EXERCISE OBJECTIVE:
Wherever the word "true" appears in a line of the data, that line should be copied.

RECORDED DATA:

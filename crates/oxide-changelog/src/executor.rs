//! Statement executor.
//!
//! The executor is the only place SQL reaches the database. It renders
//! statements with the selected dialect, runs them on the owned connection
//! and wraps driver failures with the SQL text and the changeset being
//! applied. It never retries.

use std::sync::Arc;

use tracing::debug;

use oxide_changelog_core::{ChangesetKey, ConnectionMetadata, Dialect, SqlValue, Statement};

use crate::connection::{Connection, DriverError, Row};
use crate::error::{ChangelogError, Result};

/// Runs statements against one connection with one dialect.
pub struct StatementExecutor {
    connection: Box<dyn Connection>,
    dialect: Arc<dyn Dialect>,
    changeset: Option<ChangesetKey>,
    dry_run: bool,
    captured: Vec<String>,
}

impl std::fmt::Debug for StatementExecutor {
    fn fmt(&self, f: &mut std::fmt::Formatter<'_>) -> std::fmt::Result {
        f.debug_struct("StatementExecutor")
            .field("dialect", &self.dialect.short_name())
            .field("changeset", &self.changeset)
            .field("dry_run", &self.dry_run)
            .finish_non_exhaustive()
    }
}

impl StatementExecutor {
    /// Creates an executor owning `connection`.
    pub fn new(connection: Box<dyn Connection>, dialect: Arc<dyn Dialect>) -> Self {
        Self {
            connection,
            dialect,
            changeset: None,
            dry_run: false,
            captured: Vec::new(),
        }
    }

    /// The dialect statements are rendered with.
    #[must_use]
    pub fn dialect(&self) -> &dyn Dialect {
        self.dialect.as_ref()
    }

    /// Metadata of the underlying connection.
    #[must_use]
    pub fn metadata(&self) -> &ConnectionMetadata {
        self.connection.metadata()
    }

    /// Sets the changeset reported in errors raised from now on.
    pub fn set_changeset(&mut self, changeset: Option<ChangesetKey>) {
        self.changeset = changeset;
    }

    /// Enables or disables dry-run mode.
    ///
    /// In dry-run mode writes are captured instead of executed. Queries still
    /// reach the database.
    pub fn set_dry_run(&mut self, dry_run: bool) {
        self.dry_run = dry_run;
    }

    /// Returns whether writes are being captured.
    #[must_use]
    pub const fn is_dry_run(&self) -> bool {
        self.dry_run
    }

    /// SQL captured in dry-run mode.
    #[must_use]
    pub fn captured_sql(&self) -> &[String] {
        &self.captured
    }

    /// Drains the captured SQL.
    pub fn take_captured(&mut self) -> Vec<String> {
        std::mem::take(&mut self.captured)
    }

    /// Adds a comment line to the captured SQL. No-op outside dry-run mode.
    pub fn comment(&mut self, text: &str) {
        if self.dry_run {
            let prefix = self.dialect.line_comment();
            self.captured.push(format!("{prefix}{text}"));
        }
    }

    /// Renders a statement with the dialect.
    pub fn render(&self, statement: &Statement) -> Result<Vec<String>> {
        self.dialect
            .render(statement)
            .map_err(|source| match &self.changeset {
                Some(changeset) => ChangelogError::UnsupportedCapability {
                    changeset: changeset.clone(),
                    source,
                },
                None => ChangelogError::Dialect(source),
            })
    }

    /// Renders and executes a statement. Returns the affected row count.
    pub async fn execute(&mut self, statement: &Statement) -> Result<u64> {
        let mut affected = 0;
        for sql in self.render(statement)? {
            affected += self.execute_sql(&sql).await?;
        }
        Ok(affected)
    }

    /// Executes literal SQL.
    pub async fn execute_sql(&mut self, sql: &str) -> Result<u64> {
        if self.dry_run {
            debug!(sql = %sql, "Captured");
            self.captured.push(format!("{};", sql.trim_end_matches(';')));
            return Ok(0);
        }
        debug!(sql = %sql, "Executing");
        match self.connection.execute(sql).await {
            Ok(affected) => Ok(affected),
            Err(source) => Err(self.execution_error(sql, source)),
        }
    }

    /// Renders a query and returns every row.
    pub async fn query_for_rows(&mut self, statement: &Statement) -> Result<Vec<Row>> {
        let mut rendered = self.render(statement)?;
        let sql = match (rendered.pop(), rendered.is_empty()) {
            (Some(sql), true) => sql,
            _ => {
                return Err(ChangelogError::UnexpectedResult {
                    sql: statement.description(),
                    message: String::from("a query must render to exactly one SQL statement"),
                })
            }
        };
        self.query_sql(&sql).await
    }

    /// Runs literal SQL as a query.
    pub async fn query_sql(&mut self, sql: &str) -> Result<Vec<Row>> {
        debug!(sql = %sql, "Querying");
        match self.connection.query(sql).await {
            Ok(rows) => Ok(rows),
            Err(source) => Err(self.execution_error(sql, source)),
        }
    }

    /// Runs a query expected to return one integer. NULL and no rows are 0.
    pub async fn query_for_long(&mut self, statement: &Statement) -> Result<i64> {
        let rows = self.query_for_rows(statement).await?;
        let Some(value) = rows.first().and_then(Row::first) else {
            return Ok(0);
        };
        if value.is_null() {
            return Ok(0);
        }
        value.as_i64().ok_or_else(|| ChangelogError::UnexpectedResult {
            sql: statement.description(),
            message: format!("expected an integer, got {value}"),
        })
    }

    /// Like [`query_for_long`](Self::query_for_long) but the value must fit
    /// in an `i32`.
    pub async fn query_for_int(&mut self, statement: &Statement) -> Result<i32> {
        let value = self.query_for_long(statement).await?;
        i32::try_from(value).map_err(|_| ChangelogError::UnexpectedResult {
            sql: statement.description(),
            message: format!("{value} does not fit in a 32-bit integer"),
        })
    }

    /// Runs a query and returns the first column of the first row as text.
    pub async fn query_for_text(&mut self, statement: &Statement) -> Result<Option<String>> {
        let rows = self.query_for_rows(statement).await?;
        Ok(rows.first().and_then(Row::first).and_then(SqlValue::as_text))
    }

    /// Turns foreign key checks off for the session.
    ///
    /// Returns whether checks were on before, so callers can restore them.
    /// Dialects without session-level checks report `false` and do nothing.
    pub async fn disable_foreign_key_checks(&mut self) -> Result<bool> {
        let (Some(query), Some(disable)) = (
            self.dialect.foreign_key_checks_query(),
            self.dialect.set_foreign_key_checks(false),
        ) else {
            return Ok(false);
        };
        let rows = self.query_sql(&query).await?;
        let enabled = rows
            .first()
            .and_then(Row::first)
            .and_then(SqlValue::as_bool)
            .unwrap_or(false);
        self.execute_sql(&disable).await?;
        Ok(enabled)
    }

    /// Turns foreign key checks on for the session.
    pub async fn enable_foreign_key_checks(&mut self) -> Result<()> {
        if let Some(enable) = self.dialect.set_foreign_key_checks(true) {
            self.execute_sql(&enable).await?;
        }
        Ok(())
    }

    /// Releases the connection.
    #[must_use]
    pub fn into_connection(self) -> Box<dyn Connection> {
        self.connection
    }

    fn execution_error(&self, sql: &str, source: DriverError) -> ChangelogError {
        ChangelogError::DatabaseExecution {
            changeset: self.changeset.clone(),
            sql: sql.to_string(),
            source,
        }
    }
}

#[cfg(test)]
mod tests {
    use super::*;
    use crate::connection::SqlxConnection;
    use oxide_changelog_core::dialect::SqliteDialect;
    use oxide_changelog_core::statement::{
        ColumnDef, CreateTableBuilder, CreateSequenceStatement, InsertStatement, SelectStatement,
        TableRowCountStatement,
    };
    use oxide_changelog_core::types::LogicalType;

    async fn create_test_executor() -> StatementExecutor {
        let connection = SqlxConnection::connect("sqlite::memory:")
            .await
            .expect("Failed to open in-memory SQLite");
        StatementExecutor::new(Box::new(connection), Arc::new(SqliteDialect::new()))
    }

    fn items_table() -> Statement {
        CreateTableBuilder::new("items")
            .column(ColumnDef::new("id", LogicalType::Integer).primary_key())
            .column(ColumnDef::new("label", LogicalType::Varchar(50)))
            .build()
            .into()
    }

    #[tokio::test]
    async fn test_execute_and_count() {
        let mut executor = create_test_executor().await;
        executor.execute(&items_table()).await.unwrap();
        for id in 1..=3 {
            let insert = InsertStatement::new("items").value("id", id).value("label", "x");
            assert_eq!(executor.execute(&insert.into()).await.unwrap(), 1);
        }

        let count = Statement::from(TableRowCountStatement {
            table: "items".into(),
        });
        assert_eq!(executor.query_for_long(&count).await.unwrap(), 3);
        assert_eq!(executor.query_for_int(&count).await.unwrap(), 3);
    }

    #[tokio::test]
    async fn test_max_of_empty_table_is_zero() {
        let mut executor = create_test_executor().await;
        executor.execute(&items_table()).await.unwrap();
        let max = Statement::from(SelectStatement::max("items", "id"));
        assert_eq!(executor.query_for_long(&max).await.unwrap(), 0);
    }

    #[tokio::test]
    async fn test_execution_error_carries_sql_and_changeset() {
        let mut executor = create_test_executor().await;
        executor.set_changeset(Some(ChangesetKey::new("7", "bob", "log.json")));
        let err = executor
            .execute(&Statement::raw("INSERT INTO missing VALUES (1)"))
            .await
            .unwrap_err();
        match err {
            ChangelogError::DatabaseExecution { changeset, sql, .. } => {
                assert_eq!(changeset.unwrap().to_string(), "log.json::7::bob");
                assert_eq!(sql, "INSERT INTO missing VALUES (1)");
            }
            other => panic!("Unexpected error: {other}"),
        }
    }

    #[tokio::test]
    async fn test_unsupported_statement_names_changeset() {
        let mut executor = create_test_executor().await;
        executor.set_changeset(Some(ChangesetKey::new("1", "a", "log.json")));
        let err = executor
            .execute(&CreateSequenceStatement::new("seq").into())
            .await
            .unwrap_err();
        assert!(matches!(err, ChangelogError::UnsupportedCapability { .. }));
        assert!(err.to_string().contains("log.json::1::a"));
    }

    #[tokio::test]
    async fn test_dry_run_captures_writes() {
        let mut executor = create_test_executor().await;
        executor.set_dry_run(true);
        executor.comment("Changeset log.json::1::a");
        executor.execute(&items_table()).await.unwrap();
        assert_eq!(executor.captured_sql().len(), 2);
        assert_eq!(executor.captured_sql()[0], "-- Changeset log.json::1::a");
        assert!(executor.captured_sql()[1].starts_with("CREATE TABLE items"));

        let exists = executor
            .query_sql("SELECT COUNT(*) FROM sqlite_master WHERE name = 'items'")
            .await
            .unwrap();
        assert_eq!(exists[0].first(), Some(&SqlValue::Integer(0)));
        assert_eq!(executor.take_captured().len(), 2);
        assert!(executor.captured_sql().is_empty());
    }

    #[tokio::test]
    async fn test_foreign_key_checks_round_trip() {
        let mut executor = create_test_executor().await;
        executor.enable_foreign_key_checks().await.unwrap();
        assert!(executor.disable_foreign_key_checks().await.unwrap());
        assert!(!executor.disable_foreign_key_checks().await.unwrap());
        executor.enable_foreign_key_checks().await.unwrap();
        assert!(executor.disable_foreign_key_checks().await.unwrap());
    }
}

RESULT:
            (Some(sql), true) => sql,
        if let Some(enable) = self.dialect.set_foreign_key_checks(true) {
        executor.set_dry_run(true);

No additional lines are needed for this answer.